> [Prompt]: Your task is to copy every line below that contains the word "each".

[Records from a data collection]
//! Attachment shuffling
//!
//! Permutes each column of a comma-separated file independently with a
//! seeded generator. Rows are padded to a rectangle first; columns are
//! shuffled left to right, each consuming the same generator in turn.

use std::io::Write;
use std::path::Path;

use anyhow::{Context, Result};
use rand::seq::SliceRandom;
use rand::{Rng, SeedableRng};
use rand_chacha::ChaCha8Rng;
use tracing::debug;

/// Shuffle CSV content with a generator freshly seeded from `seed`
pub fn shuffle_content(content: &str, seed: u32) -> String {
    let mut rng = ChaCha8Rng::seed_from_u64(u64::from(seed));
    shuffle_content_with(content, &mut rng)
}

/// Shuffle CSV content drawing from `rng`.
///
/// Empty input, or input with only blank rows, produces empty output.
pub fn shuffle_content_with<R: Rng + ?Sized>(content: &str, rng: &mut R) -> String {
    let mut rows: Vec<&str> = content.lines().map(str::trim_end).collect();
    while rows.last().is_some_and(|r| r.is_empty()) {
        rows.pop();
    }

    let mut table: Vec<Vec<String>> = rows
        .iter()
        .filter(|r| !r.is_empty())
        .map(|r| r.split(',').map(str::to_string).collect())
        .collect();

    let Some(width) = table.iter().map(Vec::len).max() else {
        return String::new();
    };
    for row in table.iter_mut() {
        row.resize(width, String::new());
    }

    let mut columns: Vec<Vec<String>> = (0..width)
        .map(|c| table.iter().map(|row| row[c].clone()).collect())
        .collect();
    for column in columns.iter_mut() {
        column.shuffle(&mut *rng);
    }

    let mut out = String::new();
    for r in 0..table.len() {
        let row: Vec<&str> = columns.iter().map(|col| col[r].as_str()).collect();
        out.push_str(&row.join(","));
        out.push('\n');
    }
    out
}

/// Shuffle a file in place, replacing it atomically
pub fn shuffle_file(path: &Path, seed: u32) -> Result<()> {
    let raw = std::fs::read(path).with_context(|| format!("Failed to read {:?}", path))?;
    let content = String::from_utf8_lossy(&raw);
    let shuffled = shuffle_content(&content, seed);

    let dir = path.parent().unwrap_or(Path::new("."));
    let mut tmp = tempfile::NamedTempFile::new_in(dir)
        .with_context(|| format!("Failed to create temp file next to {:?}", path))?;
    tmp.write_all(shuffled.as_bytes())?;
    tmp.persist(path)
        .with_context(|| format!("Failed to replace {:?}", path))?;

    debug!("Shuffled {:?} with seed {}", path, seed);
    Ok(())
}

> [Response]:
//! Permutes each column of a comma-separated file independently with a
//! shuffled left to right, each consuming the same generator in turn.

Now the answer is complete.